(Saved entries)
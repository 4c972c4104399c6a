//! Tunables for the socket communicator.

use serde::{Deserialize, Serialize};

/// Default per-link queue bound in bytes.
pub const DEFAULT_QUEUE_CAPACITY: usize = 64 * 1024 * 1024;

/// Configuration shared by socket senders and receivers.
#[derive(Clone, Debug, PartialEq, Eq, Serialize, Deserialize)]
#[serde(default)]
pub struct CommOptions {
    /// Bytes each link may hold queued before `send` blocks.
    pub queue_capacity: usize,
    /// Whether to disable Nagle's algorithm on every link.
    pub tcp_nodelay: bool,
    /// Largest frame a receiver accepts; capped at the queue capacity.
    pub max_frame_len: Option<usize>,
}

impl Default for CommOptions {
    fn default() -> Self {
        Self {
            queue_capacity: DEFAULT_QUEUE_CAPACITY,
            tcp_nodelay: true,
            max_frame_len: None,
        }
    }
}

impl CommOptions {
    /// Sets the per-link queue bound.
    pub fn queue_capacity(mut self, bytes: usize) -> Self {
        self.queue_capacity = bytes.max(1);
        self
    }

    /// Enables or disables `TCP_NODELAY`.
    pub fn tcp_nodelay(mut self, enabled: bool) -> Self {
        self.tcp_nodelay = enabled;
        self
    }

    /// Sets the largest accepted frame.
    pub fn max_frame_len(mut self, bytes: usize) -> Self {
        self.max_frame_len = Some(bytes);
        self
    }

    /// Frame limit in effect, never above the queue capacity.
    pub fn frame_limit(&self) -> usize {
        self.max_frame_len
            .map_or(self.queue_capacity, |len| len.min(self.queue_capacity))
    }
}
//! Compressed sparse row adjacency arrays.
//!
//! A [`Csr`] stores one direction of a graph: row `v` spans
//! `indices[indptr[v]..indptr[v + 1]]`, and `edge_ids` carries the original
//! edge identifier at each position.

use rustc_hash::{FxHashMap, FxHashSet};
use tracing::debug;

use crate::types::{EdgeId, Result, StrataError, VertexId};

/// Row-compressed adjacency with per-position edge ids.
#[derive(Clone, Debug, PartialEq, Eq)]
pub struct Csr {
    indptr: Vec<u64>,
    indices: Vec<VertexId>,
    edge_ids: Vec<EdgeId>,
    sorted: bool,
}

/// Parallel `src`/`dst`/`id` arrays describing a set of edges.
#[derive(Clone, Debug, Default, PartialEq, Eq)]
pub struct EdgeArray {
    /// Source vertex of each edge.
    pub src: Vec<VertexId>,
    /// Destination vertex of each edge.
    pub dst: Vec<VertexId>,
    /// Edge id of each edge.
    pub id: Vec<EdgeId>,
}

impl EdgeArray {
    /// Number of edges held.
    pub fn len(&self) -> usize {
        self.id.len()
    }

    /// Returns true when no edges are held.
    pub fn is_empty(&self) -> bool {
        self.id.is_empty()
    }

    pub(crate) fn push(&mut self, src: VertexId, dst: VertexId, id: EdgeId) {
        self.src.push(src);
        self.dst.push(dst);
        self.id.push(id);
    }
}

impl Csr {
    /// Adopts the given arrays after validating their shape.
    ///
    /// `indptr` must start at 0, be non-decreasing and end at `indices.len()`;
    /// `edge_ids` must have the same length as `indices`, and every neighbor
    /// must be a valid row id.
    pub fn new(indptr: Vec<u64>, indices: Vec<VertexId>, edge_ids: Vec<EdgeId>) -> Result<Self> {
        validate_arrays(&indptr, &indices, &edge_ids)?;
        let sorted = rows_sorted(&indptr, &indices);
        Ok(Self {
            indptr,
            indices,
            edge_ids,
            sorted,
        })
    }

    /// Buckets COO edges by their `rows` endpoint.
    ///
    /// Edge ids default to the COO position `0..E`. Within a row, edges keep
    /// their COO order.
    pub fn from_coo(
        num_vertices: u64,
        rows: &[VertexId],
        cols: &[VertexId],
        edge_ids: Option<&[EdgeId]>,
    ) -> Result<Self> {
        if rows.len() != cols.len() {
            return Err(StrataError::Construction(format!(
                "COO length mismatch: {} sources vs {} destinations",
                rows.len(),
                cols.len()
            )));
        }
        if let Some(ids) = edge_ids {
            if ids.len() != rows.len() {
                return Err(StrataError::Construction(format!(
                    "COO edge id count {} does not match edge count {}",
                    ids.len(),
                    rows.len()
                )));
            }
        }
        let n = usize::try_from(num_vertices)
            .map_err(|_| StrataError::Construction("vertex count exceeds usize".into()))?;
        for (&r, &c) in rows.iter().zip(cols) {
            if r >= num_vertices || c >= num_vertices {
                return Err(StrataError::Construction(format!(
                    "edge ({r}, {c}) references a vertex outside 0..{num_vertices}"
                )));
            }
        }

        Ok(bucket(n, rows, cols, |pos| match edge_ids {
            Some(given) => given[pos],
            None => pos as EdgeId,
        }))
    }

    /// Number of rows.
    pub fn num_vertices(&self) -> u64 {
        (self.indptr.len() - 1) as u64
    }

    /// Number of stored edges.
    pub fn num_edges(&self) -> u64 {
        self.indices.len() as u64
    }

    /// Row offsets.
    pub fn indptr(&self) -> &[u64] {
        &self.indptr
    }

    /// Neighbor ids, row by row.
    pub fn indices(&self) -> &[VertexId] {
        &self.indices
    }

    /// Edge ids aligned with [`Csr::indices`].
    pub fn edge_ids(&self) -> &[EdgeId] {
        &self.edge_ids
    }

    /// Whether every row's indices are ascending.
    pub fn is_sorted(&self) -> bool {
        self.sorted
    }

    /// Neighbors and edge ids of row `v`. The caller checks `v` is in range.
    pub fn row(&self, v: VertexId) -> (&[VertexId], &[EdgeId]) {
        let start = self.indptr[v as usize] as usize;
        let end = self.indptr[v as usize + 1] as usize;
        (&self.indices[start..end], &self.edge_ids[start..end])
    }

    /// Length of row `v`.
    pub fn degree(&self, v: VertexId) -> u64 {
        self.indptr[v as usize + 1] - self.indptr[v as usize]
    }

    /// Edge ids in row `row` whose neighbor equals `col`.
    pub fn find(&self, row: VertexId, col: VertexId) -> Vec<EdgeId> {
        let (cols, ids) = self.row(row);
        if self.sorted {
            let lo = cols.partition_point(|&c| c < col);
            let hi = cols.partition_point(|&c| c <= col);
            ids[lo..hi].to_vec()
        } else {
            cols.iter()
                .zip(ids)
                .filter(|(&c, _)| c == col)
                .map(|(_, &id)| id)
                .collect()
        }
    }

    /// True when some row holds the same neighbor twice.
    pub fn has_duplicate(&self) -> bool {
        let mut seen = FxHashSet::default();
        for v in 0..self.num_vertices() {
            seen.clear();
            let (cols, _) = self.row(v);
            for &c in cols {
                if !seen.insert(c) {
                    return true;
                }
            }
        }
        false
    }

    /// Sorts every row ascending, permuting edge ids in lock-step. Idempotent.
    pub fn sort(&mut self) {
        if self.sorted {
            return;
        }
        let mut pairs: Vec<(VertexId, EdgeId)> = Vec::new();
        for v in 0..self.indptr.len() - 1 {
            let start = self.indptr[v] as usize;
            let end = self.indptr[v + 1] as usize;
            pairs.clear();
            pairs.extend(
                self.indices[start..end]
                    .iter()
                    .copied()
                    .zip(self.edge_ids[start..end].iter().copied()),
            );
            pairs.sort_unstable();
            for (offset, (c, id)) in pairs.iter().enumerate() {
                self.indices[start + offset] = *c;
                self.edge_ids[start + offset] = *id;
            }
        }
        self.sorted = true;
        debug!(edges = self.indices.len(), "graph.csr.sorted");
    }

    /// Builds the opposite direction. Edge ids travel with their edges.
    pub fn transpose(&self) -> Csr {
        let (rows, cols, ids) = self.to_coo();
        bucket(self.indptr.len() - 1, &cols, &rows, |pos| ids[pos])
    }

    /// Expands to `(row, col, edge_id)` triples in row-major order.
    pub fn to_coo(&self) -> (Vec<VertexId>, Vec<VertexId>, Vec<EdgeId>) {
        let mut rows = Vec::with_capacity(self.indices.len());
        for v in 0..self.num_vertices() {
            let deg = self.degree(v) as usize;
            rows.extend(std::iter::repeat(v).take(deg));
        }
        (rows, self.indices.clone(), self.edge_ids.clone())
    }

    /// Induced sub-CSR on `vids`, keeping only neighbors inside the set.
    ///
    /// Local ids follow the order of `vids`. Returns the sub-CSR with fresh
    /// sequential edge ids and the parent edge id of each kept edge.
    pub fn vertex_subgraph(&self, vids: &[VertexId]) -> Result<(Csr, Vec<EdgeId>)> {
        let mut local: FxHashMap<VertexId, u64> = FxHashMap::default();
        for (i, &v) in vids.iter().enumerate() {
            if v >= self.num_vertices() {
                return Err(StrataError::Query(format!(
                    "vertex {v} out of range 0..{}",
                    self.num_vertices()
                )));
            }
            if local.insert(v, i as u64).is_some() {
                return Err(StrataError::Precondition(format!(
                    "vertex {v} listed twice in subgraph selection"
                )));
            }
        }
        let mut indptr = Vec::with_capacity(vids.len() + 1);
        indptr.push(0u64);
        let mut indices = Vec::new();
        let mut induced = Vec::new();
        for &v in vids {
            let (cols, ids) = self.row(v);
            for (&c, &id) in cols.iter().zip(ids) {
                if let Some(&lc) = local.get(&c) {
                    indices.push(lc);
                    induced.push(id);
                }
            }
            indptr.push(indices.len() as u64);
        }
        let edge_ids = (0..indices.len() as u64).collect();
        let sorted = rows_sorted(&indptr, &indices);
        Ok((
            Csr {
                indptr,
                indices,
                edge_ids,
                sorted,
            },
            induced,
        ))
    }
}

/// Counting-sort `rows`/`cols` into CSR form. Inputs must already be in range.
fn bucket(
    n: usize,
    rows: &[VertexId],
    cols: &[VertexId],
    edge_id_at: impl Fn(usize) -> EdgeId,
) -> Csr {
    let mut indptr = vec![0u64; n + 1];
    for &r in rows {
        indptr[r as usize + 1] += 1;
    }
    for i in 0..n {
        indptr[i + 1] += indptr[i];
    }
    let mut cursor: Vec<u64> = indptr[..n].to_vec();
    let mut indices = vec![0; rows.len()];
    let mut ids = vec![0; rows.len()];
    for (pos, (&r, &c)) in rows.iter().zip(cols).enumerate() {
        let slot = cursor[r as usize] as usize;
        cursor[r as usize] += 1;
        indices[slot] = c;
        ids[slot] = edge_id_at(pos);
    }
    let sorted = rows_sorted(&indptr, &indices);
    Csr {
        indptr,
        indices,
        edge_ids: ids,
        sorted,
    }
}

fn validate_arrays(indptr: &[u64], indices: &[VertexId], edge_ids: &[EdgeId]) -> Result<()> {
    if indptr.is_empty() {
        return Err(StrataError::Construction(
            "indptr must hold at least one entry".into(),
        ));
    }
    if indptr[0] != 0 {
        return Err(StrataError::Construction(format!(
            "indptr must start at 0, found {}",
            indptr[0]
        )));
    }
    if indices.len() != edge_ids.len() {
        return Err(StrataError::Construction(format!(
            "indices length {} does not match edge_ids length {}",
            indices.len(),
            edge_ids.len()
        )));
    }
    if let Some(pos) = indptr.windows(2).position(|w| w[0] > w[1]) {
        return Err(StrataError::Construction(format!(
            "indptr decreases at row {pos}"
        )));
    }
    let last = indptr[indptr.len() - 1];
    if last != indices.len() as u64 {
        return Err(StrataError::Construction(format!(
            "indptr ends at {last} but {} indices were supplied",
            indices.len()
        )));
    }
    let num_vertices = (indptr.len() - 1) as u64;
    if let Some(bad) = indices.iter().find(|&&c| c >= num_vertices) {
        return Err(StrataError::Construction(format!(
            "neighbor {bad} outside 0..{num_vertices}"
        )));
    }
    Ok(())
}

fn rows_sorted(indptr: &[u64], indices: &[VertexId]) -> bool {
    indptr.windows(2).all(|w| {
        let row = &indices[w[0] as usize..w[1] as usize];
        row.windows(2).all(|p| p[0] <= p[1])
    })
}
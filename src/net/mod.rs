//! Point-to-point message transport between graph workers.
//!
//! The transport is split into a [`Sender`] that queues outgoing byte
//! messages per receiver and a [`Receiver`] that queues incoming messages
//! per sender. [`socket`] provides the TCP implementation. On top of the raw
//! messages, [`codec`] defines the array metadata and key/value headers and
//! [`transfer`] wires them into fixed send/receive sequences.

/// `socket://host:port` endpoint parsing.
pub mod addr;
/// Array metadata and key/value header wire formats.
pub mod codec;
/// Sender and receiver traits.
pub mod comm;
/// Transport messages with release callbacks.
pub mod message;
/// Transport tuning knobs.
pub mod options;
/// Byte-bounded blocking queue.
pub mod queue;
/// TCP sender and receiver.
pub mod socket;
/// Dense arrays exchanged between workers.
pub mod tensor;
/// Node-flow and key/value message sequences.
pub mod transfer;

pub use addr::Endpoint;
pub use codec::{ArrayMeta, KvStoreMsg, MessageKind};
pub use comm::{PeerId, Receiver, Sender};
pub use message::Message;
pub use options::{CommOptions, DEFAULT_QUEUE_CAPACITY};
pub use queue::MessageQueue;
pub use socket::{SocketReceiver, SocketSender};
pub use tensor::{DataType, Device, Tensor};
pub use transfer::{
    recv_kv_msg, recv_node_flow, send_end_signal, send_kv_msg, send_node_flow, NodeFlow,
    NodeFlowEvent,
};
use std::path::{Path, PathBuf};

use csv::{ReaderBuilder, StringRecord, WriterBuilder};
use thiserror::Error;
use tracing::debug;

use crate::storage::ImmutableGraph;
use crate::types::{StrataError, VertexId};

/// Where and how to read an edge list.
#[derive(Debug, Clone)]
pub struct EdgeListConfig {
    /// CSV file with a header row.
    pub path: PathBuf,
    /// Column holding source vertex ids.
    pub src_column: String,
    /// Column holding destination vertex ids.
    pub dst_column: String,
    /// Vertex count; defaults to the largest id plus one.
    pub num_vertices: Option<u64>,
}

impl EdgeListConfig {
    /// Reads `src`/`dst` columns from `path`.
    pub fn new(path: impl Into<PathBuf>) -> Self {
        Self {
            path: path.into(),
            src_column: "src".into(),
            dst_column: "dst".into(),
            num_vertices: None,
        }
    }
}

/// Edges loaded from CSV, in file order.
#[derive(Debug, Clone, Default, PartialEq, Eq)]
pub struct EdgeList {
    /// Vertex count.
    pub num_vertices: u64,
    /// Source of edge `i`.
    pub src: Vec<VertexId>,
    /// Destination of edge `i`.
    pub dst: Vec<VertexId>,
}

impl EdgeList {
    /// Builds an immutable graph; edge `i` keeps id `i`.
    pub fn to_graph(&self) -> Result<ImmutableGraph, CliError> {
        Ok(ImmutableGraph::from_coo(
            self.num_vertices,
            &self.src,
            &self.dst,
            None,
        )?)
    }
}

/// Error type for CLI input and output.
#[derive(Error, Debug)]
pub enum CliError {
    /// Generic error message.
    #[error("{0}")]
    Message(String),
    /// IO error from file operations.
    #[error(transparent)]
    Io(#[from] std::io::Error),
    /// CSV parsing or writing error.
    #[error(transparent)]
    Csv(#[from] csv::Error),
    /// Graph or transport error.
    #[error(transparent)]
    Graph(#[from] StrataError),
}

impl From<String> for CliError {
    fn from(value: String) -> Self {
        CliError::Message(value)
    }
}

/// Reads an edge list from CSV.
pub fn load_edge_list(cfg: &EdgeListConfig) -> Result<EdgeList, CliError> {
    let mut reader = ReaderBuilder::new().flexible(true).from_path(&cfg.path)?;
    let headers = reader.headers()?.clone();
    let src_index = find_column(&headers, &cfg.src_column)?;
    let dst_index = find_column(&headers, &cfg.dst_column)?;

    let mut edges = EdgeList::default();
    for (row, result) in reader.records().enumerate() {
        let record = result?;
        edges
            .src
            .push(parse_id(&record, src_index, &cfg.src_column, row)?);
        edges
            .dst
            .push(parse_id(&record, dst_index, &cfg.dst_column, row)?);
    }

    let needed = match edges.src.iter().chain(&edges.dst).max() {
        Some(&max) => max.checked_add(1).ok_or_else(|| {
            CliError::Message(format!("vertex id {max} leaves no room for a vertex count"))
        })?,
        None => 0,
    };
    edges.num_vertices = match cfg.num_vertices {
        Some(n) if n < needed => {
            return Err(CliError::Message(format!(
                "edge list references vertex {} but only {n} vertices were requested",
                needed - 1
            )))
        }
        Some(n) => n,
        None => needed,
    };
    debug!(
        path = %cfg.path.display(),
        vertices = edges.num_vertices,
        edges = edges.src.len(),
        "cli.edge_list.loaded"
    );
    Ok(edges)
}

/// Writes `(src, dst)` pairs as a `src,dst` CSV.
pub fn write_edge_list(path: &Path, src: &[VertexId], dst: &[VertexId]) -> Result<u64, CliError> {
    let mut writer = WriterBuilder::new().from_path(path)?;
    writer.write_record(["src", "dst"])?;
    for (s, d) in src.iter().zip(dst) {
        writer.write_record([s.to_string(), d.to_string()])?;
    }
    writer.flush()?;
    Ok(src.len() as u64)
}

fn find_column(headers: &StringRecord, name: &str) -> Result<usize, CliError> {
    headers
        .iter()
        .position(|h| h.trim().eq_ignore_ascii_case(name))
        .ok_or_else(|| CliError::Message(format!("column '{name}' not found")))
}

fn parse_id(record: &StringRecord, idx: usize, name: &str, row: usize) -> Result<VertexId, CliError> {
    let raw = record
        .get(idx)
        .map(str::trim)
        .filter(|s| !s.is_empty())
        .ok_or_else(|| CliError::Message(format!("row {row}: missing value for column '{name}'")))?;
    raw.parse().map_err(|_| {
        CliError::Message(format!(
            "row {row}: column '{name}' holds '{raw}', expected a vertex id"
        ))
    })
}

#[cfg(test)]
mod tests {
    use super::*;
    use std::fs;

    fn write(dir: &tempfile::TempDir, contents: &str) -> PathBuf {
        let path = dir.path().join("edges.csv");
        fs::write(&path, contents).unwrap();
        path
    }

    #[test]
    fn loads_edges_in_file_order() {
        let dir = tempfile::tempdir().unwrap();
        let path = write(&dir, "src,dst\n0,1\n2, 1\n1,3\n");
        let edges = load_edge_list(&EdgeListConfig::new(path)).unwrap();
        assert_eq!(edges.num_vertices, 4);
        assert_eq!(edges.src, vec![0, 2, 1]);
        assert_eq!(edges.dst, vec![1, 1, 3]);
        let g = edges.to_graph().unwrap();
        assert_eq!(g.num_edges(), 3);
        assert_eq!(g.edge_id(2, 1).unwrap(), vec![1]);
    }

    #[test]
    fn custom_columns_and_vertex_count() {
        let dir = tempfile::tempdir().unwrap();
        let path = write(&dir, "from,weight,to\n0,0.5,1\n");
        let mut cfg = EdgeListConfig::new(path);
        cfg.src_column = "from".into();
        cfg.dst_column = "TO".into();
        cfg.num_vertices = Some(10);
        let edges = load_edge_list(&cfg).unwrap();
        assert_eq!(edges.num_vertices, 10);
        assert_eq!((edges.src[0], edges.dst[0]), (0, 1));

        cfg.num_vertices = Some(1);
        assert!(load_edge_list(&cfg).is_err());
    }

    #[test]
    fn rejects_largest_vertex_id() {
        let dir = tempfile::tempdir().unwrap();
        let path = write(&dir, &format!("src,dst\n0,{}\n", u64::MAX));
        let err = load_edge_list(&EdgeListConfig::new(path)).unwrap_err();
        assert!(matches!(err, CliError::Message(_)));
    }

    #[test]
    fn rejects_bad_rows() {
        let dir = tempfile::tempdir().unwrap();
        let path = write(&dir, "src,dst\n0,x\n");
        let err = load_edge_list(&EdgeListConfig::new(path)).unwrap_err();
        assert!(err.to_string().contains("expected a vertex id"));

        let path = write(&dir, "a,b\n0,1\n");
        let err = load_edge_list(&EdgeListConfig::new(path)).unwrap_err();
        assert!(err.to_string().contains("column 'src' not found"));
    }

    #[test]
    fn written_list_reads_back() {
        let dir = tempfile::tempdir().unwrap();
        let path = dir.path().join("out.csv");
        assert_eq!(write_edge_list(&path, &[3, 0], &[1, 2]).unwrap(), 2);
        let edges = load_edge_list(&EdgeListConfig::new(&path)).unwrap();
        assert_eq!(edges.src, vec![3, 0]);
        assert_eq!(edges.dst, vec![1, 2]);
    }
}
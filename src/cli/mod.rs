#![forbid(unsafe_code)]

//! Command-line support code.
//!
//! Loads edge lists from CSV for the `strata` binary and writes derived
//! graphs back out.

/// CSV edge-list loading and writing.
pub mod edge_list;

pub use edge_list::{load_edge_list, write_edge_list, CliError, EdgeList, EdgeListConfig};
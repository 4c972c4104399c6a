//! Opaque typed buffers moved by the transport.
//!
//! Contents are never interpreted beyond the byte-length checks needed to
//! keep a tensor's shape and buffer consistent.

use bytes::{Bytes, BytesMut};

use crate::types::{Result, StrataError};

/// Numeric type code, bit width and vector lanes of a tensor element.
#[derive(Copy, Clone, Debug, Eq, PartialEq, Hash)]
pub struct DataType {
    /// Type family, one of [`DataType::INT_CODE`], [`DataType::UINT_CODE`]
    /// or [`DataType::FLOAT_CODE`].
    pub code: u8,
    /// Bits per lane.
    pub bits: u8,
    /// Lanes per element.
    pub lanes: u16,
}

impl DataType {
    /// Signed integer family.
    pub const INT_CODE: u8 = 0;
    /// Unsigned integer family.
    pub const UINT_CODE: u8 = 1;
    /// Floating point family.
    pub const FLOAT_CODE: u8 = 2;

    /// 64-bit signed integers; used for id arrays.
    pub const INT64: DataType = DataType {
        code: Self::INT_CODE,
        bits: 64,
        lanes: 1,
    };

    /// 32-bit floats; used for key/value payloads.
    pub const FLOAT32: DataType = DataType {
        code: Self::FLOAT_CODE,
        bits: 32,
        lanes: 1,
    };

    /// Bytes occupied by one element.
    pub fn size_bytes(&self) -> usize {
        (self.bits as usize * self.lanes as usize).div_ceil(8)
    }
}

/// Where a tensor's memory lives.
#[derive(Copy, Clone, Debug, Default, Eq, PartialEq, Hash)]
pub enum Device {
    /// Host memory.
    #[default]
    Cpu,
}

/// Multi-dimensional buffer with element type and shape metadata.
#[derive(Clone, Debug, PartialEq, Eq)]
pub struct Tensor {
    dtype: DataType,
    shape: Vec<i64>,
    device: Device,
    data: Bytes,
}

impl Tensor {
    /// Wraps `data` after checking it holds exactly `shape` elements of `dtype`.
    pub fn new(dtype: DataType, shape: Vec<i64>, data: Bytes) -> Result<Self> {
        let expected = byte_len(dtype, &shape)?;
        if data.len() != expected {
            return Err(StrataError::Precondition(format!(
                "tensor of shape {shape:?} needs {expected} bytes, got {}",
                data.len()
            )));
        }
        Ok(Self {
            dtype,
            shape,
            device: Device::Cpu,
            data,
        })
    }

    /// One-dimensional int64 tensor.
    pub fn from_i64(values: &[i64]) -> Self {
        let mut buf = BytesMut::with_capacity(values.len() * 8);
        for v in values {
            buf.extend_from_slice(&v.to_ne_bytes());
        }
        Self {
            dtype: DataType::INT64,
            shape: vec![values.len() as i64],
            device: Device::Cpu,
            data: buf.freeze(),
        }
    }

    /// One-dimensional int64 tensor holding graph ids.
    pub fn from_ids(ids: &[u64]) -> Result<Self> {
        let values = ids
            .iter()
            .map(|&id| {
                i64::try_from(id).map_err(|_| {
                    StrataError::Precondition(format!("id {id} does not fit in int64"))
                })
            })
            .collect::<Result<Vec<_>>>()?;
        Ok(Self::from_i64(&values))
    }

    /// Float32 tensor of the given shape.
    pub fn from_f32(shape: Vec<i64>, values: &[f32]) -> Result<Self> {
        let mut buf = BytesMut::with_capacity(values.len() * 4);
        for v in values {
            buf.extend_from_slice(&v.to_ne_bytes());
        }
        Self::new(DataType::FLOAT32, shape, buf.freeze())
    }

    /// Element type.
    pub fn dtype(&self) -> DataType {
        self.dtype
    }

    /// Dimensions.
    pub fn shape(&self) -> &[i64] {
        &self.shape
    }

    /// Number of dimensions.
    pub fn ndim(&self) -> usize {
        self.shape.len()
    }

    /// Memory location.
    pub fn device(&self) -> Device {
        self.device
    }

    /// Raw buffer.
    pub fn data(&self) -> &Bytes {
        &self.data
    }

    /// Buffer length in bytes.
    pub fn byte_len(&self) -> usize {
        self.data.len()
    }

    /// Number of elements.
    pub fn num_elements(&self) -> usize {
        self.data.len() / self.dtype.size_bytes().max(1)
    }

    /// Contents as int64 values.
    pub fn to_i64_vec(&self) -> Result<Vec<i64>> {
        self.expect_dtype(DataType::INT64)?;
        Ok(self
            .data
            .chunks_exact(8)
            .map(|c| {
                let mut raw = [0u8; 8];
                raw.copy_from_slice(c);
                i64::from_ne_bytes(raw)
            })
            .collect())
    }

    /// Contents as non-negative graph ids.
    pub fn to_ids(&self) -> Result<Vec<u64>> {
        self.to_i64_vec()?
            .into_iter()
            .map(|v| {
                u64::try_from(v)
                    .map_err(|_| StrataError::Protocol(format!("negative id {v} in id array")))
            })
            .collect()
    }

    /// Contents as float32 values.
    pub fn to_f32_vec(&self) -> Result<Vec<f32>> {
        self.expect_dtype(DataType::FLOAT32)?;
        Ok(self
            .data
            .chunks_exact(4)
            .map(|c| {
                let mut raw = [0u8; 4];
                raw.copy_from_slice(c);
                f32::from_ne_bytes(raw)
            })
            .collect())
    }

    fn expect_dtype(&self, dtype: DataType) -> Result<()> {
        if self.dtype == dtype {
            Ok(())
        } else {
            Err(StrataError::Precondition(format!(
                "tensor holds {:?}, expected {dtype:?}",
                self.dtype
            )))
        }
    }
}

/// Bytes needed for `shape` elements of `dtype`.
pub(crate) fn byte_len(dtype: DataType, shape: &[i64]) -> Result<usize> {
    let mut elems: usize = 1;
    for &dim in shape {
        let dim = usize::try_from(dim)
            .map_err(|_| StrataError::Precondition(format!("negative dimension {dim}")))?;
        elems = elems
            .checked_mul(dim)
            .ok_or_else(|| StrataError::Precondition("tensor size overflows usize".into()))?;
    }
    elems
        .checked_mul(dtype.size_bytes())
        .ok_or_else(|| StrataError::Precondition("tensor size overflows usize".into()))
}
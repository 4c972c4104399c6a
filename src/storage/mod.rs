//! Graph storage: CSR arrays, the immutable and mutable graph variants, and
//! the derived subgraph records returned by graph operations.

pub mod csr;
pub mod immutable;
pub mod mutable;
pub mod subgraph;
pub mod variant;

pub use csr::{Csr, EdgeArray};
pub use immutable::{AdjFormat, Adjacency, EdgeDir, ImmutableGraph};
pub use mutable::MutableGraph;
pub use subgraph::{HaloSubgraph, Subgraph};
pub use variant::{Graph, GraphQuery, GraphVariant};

▸ Task:
Show every line of the data that includes the string "references".

▸ Written solution:
                    "edge ({r}, {c}) references a vertex outside 0..{num_vertices}"
                "edge list references vertex {} but only {n} vertices were requested",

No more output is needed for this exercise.